Wenn die belangte Behörde ein angeblich günstiges Umrechnungsverhältnis von 1 : 3 heranzieht, so kann ihr mit Recht entgegengehalten werden, daß es auch für die Annahme dieses Mittelwertes keine gesicherte Grundlage gibt und daß in dieser Vorgangsweise daher eine Beliebigkeit liegt, die mit dem im Strafverfahren geltenden Grundsatz "in dubio pro reo" nicht vereinbar ist. Die Feststellung von Grenzwertüberschreitungen auf Basis dieser Beweislage bewegt sich daher auf dem Niveau einer Vermutung zu Lasten des Täters. Selbst unter der Annahme, daß die vom Amtssachverständigen für Chemie zuletzt mitgeteilte Schwankungsbreite des Umrechnungsverhältnisses von 1 : 1,4 bis 5,1 maßgeblich ist - nicht einmal diese Tatsache erscheint nach der Aktenlage gesichert - , hätte die belangte Behörde im Hinblick auf die Unschuldsvermutung iSd Art 6 Abs 2 EMRK im Zweifel von dem für den Bw günstigsten Umrechnungsfaktor ausgehen müssen. Die Umrechnung des tatsächlich analysierten Parameters "schwerflüchtige lipophile Stoffe" auf den gesuchten Parameter "verseifbare Fette und Öle" hätte daher im Verhältnis von 5,1 : 1 erfolgen müssen. Danach sind die angelasteten "schwerflüchtigen lipophilen Stoffe" von 335 mg/l und 470 mg/l durch 5,1 zu dividieren, was für den gesuchten Parameter "verseifbare Fette und Öle" eindeutig unter dem bescheidförmigen Grenzwert liegende Gegenwerte von 65,686274 und 92,156862 ergibt.

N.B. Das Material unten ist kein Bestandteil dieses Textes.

#![forbid(unsafe_code)]

//! Background event conflation.
//!
//! High-frequency sources (data feeds, tickers) would swamp a repaint loop
//! if every change were applied as it arrives. A [`ConflaterChain`] owns a
//! scheduler thread that wakes at a fixed interval and asks each registered
//! [`EventConflater`] to flush: the conflater drains its queue, collapses
//! it per its own policy, and hands the resulting work to the apply channel
//! the caller drains on its one mutating thread. Layer state itself is
//! never touched from the scheduler thread; only the queues cross threads.
//!
//! There is no backpressure: a producer that outruns the flush interval
//! grows the queue until the next flush empties it.

use std::sync::mpsc;
use std::sync::{Arc, Mutex, MutexGuard};
use std::thread::{self, JoinHandle};
use std::time::Duration;

/// Work marshalled onto the apply thread by a flush.
pub type ApplyTask = Box<dyn FnOnce() + Send>;

/// A queue of pending change notifications with a conflation policy.
pub trait EventConflater<T>: Send {
    /// Queue one notification. Called from any thread via the chain.
    fn add_event(&mut self, event: T);

    fn queued_count(&self) -> usize;

    fn clear_queue(&mut self);

    /// Drain the queue and push the collapsed work onto `apply`.
    ///
    /// Called from the scheduler thread; must leave the queue empty.
    fn flush(&mut self, apply: &mpsc::Sender<ApplyTask>);
}

enum ControlMsg {
    Shutdown,
}

type SharedConflaters<T> = Arc<Mutex<Vec<Box<dyn EventConflater<T>>>>>;

fn lock_conflaters<T>(shared: &SharedConflaters<T>) -> MutexGuard<'_, Vec<Box<dyn EventConflater<T>>>> {
    shared
        .lock()
        .unwrap_or_else(|poisoned| poisoned.into_inner())
}

/// Cloneable producer-side handle onto a chain's conflaters.
pub struct ConflaterHandle<T> {
    conflaters: SharedConflaters<T>,
}

impl<T> Clone for ConflaterHandle<T> {
    fn clone(&self) -> Self {
        Self {
            conflaters: Arc::clone(&self.conflaters),
        }
    }
}

impl<T: Clone> ConflaterHandle<T> {
    /// Queue `event` on every conflater in the chain.
    pub fn add_event(&self, event: T) {
        let mut conflaters = lock_conflaters(&self.conflaters);
        for conflater in conflaters.iter_mut() {
            conflater.add_event(event.clone());
        }
    }

    pub fn queued_count(&self) -> usize {
        lock_conflaters(&self.conflaters)
            .iter()
            .map(|c| c.queued_count())
            .sum()
    }
}

/// A set of conflaters flushed together on one scheduler thread.
pub struct ConflaterChain<T> {
    conflaters: SharedConflaters<T>,
    interval: Duration,
    control: Option<(mpsc::Sender<ControlMsg>, JoinHandle<()>)>,
}

impl<T: 'static> ConflaterChain<T> {
    pub fn new(interval: Duration) -> Self {
        Self {
            conflaters: Arc::new(Mutex::new(Vec::new())),
            interval,
            control: None,
        }
    }

    pub fn add_conflater(&self, conflater: Box<dyn EventConflater<T>>) {
        lock_conflaters(&self.conflaters).push(conflater);
    }

    /// Producer-side handle for queueing events.
    pub fn handle(&self) -> ConflaterHandle<T> {
        ConflaterHandle {
            conflaters: Arc::clone(&self.conflaters),
        }
    }

    pub fn is_running(&self) -> bool {
        self.control.is_some()
    }

    /// Start the scheduler thread, flushing into `apply` every interval.
    ///
    /// Idempotent: starting a running chain does nothing.
    pub fn start(&mut self, apply: mpsc::Sender<ApplyTask>) -> std::io::Result<()> {
        if self.control.is_some() {
            return Ok(());
        }
        let (tx, rx) = mpsc::channel::<ControlMsg>();
        let conflaters = Arc::clone(&self.conflaters);
        let interval = self.interval;
        let handle = thread::Builder::new()
            .name("stratum-conflater".into())
            .spawn(move || {
                conflater_loop(&conflaters, &rx, interval, &apply);
            })?;
        self.control = Some((tx, handle));
        Ok(())
    }

    /// Stop the scheduler thread and join it.
    ///
    /// Idempotent. Events queued after the last flush stay queued and are
    /// picked up if the chain is started again.
    pub fn stop(&mut self) {
        if let Some((tx, handle)) = self.control.take() {
            let _ = tx.send(ControlMsg::Shutdown);
            let _ = handle.join();
        }
    }
}

impl<T> Drop for ConflaterChain<T> {
    fn drop(&mut self) {
        if let Some((tx, handle)) = self.control.take() {
            let _ = tx.send(ControlMsg::Shutdown);
            let _ = handle.join();
        }
    }
}

fn conflater_loop<T>(
    conflaters: &SharedConflaters<T>,
    rx: &mpsc::Receiver<ControlMsg>,
    interval: Duration,
    apply: &mpsc::Sender<ApplyTask>,
) {
    loop {
        match rx.recv_timeout(interval) {
            Ok(ControlMsg::Shutdown) | Err(mpsc::RecvTimeoutError::Disconnected) => return,
            Err(mpsc::RecvTimeoutError::Timeout) => {
                let mut conflaters = lock_conflaters(conflaters);
                for conflater in conflaters.iter_mut() {
                    conflater.flush(apply);
                }
            }
        }
    }
}

/// A request to repaint some part of a grid region.
#[derive(Debug, Clone, PartialEq, Eq)]
pub struct VisualChangeNotice {
    pub region: String,
}

impl VisualChangeNotice {
    pub fn new(region: impl Into<String>) -> Self {
        Self {
            region: region.into(),
        }
    }
}

/// Conflates any number of queued repaint requests into one apply task.
pub struct VisualChangeConflater {
    queue: Vec<VisualChangeNotice>,
    on_refresh: Arc<dyn Fn(Vec<VisualChangeNotice>) + Send + Sync>,
}

impl VisualChangeConflater {
    pub fn new(on_refresh: Arc<dyn Fn(Vec<VisualChangeNotice>) + Send + Sync>) -> Self {
        Self {
            queue: Vec::new(),
            on_refresh,
        }
    }
}

impl EventConflater<VisualChangeNotice> for VisualChangeConflater {
    fn add_event(&mut self, event: VisualChangeNotice) {
        self.queue.push(event);
    }

    fn queued_count(&self) -> usize {
        self.queue.len()
    }

    fn clear_queue(&mut self) {
        self.queue.clear();
    }

    fn flush(&mut self, apply: &mpsc::Sender<ApplyTask>) {
        if self.queue.is_empty() {
            return;
        }
        let batch = std::mem::take(&mut self.queue);
        tracing::trace!(count = batch.len(), "conflater flush");
        let on_refresh = Arc::clone(&self.on_refresh);
        let task: ApplyTask = Box::new(move || on_refresh(batch));
        if apply.send(task).is_err() {
            tracing::debug!("apply channel closed; flushed batch discarded");
        }
    }
}

/// Bridges a layer's event stream into a conflater chain.
///
/// Every event a layer fires becomes one repaint notice for the named
/// region; the conflater collapses the burst on the next flush.
pub struct RegionRepaintListener {
    region: String,
    handle: ConflaterHandle<VisualChangeNotice>,
}

impl RegionRepaintListener {
    pub fn new(region: impl Into<String>, handle: ConflaterHandle<VisualChangeNotice>) -> Self {
        Self {
            region: region.into(),
            handle,
        }
    }
}

impl crate::layer::LayerListener for RegionRepaintListener {
    fn handle_layer_event(&mut self, _event: &dyn crate::event::LayerEvent) {
        self.handle.add_event(VisualChangeNotice::new(self.region.clone()));
    }
}

#[cfg(test)]
mod tests {
    use super::{
        ApplyTask, ConflaterChain, EventConflater, RegionRepaintListener, VisualChangeConflater,
        VisualChangeNotice,
    };
    use std::sync::atomic::{AtomicUsize, Ordering};
    use std::sync::{Arc, mpsc};
    use std::time::Duration;

    fn counting_conflater(counter: Arc<AtomicUsize>) -> Box<VisualChangeConflater> {
        Box::new(VisualChangeConflater::new(Arc::new(move |batch| {
            counter.fetch_add(batch.len(), Ordering::SeqCst);
        })))
    }

    #[test]
    fn flush_collapses_the_queue_into_one_task() {
        let counter = Arc::new(AtomicUsize::new(0));
        let mut conflater = counting_conflater(Arc::clone(&counter));
        conflater.add_event(VisualChangeNotice::new("body"));
        conflater.add_event(VisualChangeNotice::new("body"));
        conflater.add_event(VisualChangeNotice::new("header"));
        assert_eq!(conflater.queued_count(), 3);

        let (tx, rx) = mpsc::channel::<ApplyTask>();
        conflater.flush(&tx);
        assert_eq!(conflater.queued_count(), 0);

        let tasks: Vec<ApplyTask> = rx.try_iter().collect();
        assert_eq!(tasks.len(), 1);
        for task in tasks {
            task();
        }
        assert_eq!(counter.load(Ordering::SeqCst), 3);
    }

    #[test]
    fn empty_queue_flushes_nothing() {
        let counter = Arc::new(AtomicUsize::new(0));
        let mut conflater = counting_conflater(counter);
        let (tx, rx) = mpsc::channel::<ApplyTask>();
        conflater.flush(&tx);
        assert_eq!(rx.try_iter().count(), 0);
    }

    #[test]
    fn scheduler_thread_flushes_periodically() {
        let counter = Arc::new(AtomicUsize::new(0));
        let mut chain = ConflaterChain::new(Duration::from_millis(10));
        chain.add_conflater(counting_conflater(Arc::clone(&counter)));

        let handle = chain.handle();
        let (tx, rx) = mpsc::channel::<ApplyTask>();
        chain.start(tx).expect("spawn scheduler thread");
        assert!(chain.is_running());

        handle.add_event(VisualChangeNotice::new("body"));
        handle.add_event(VisualChangeNotice::new("body"));

        let task = rx
            .recv_timeout(Duration::from_secs(2))
            .expect("a flush within the interval");
        task();
        assert_eq!(counter.load(Ordering::SeqCst), 2);

        chain.stop();
        assert!(!chain.is_running());
    }

    #[test]
    fn start_and_stop_are_idempotent() {
        let mut chain: ConflaterChain<VisualChangeNotice> =
            ConflaterChain::new(Duration::from_millis(10));
        let (tx, _rx) = mpsc::channel::<ApplyTask>();
        chain.start(tx.clone()).expect("first start");
        chain.start(tx).expect("second start is a no-op");
        chain.stop();
        chain.stop();
        assert!(!chain.is_running());
    }

    #[test]
    fn stop_leaves_unflushed_events_queued() {
        let counter = Arc::new(AtomicUsize::new(0));
        let mut chain = ConflaterChain::new(Duration::from_secs(3600));
        chain.add_conflater(counting_conflater(counter));

        let handle = chain.handle();
        let (tx, _rx) = mpsc::channel::<ApplyTask>();
        chain.start(tx).expect("spawn scheduler thread");
        handle.add_event(VisualChangeNotice::new("body"));
        chain.stop();

        // Nothing flushed; the event is still waiting for a future start.
        assert_eq!(handle.queued_count(), 1);
    }

    #[test]
    fn listener_feeds_layer_events_into_the_chain() {
        use crate::data::{DataLayer, VecDataProvider};
        use crate::layer::Layer;
        use std::cell::RefCell;
        use std::rc::Rc;

        let chain: ConflaterChain<VisualChangeNotice> =
            ConflaterChain::new(Duration::from_millis(10));
        chain.add_conflater(counting_conflater(Arc::new(AtomicUsize::new(0))));

        let mut layer = DataLayer::new(VecDataProvider::<u32>::new(3, 3));
        let listener = RegionRepaintListener::new("body", chain.handle());
        layer.add_layer_listener(Rc::new(RefCell::new(listener)));

        layer.set_column_width_by_position(0, 50);
        layer.set_column_width_by_position(1, 60);
        assert_eq!(chain.handle().queued_count(), 2);
    }

    #[test]
    fn drop_joins_the_scheduler_thread() {
        let mut chain: ConflaterChain<VisualChangeNotice> =
            ConflaterChain::new(Duration::from_millis(10));
        let (tx, _rx) = mpsc::channel::<ApplyTask>();
        chain.start(tx).expect("spawn scheduler thread");
        drop(chain);
    }
}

Da bei einer den rechtsstaatlichen Grundsätzen verpflichteten Beweiswürdigung eine Grenzwertüberschreitung nicht nachweisbar erscheint, war das angefochtene Straferkenntnis jedenfalls aufzuheben und das Strafverfahren mangels erwiesener Verwaltungsübertretung gemäß § 45 Abs 1 Z 1 VStG einzustellen.

5. Bei diesem Ergebnis entfällt gemäß § 66 Abs 1 VStG die Verpflichtung zur Leistung von Beiträgen zu den Kosten des Strafverfahrens.

Rechtsmittelbelehrung: Gegen diesen Bescheid ist kein ordentliches Rechtsmittel zulässig.

Hinweis: Gegen diesen Bescheid kann innerhalb von sechs Wochen ab seiner Zustellung eine Beschwerde an den Verfassungsgerichtshof oder an den Verwaltungsgerichtshof erhoben werden; diese muß - von gesetzlichen Ausnahmen abgesehen - jeweils von einem Rechtsanwalt unterschrieben sein. Für jede dieser Beschwerden ist eine Gebühr von S 2.500,-- zu entrichten.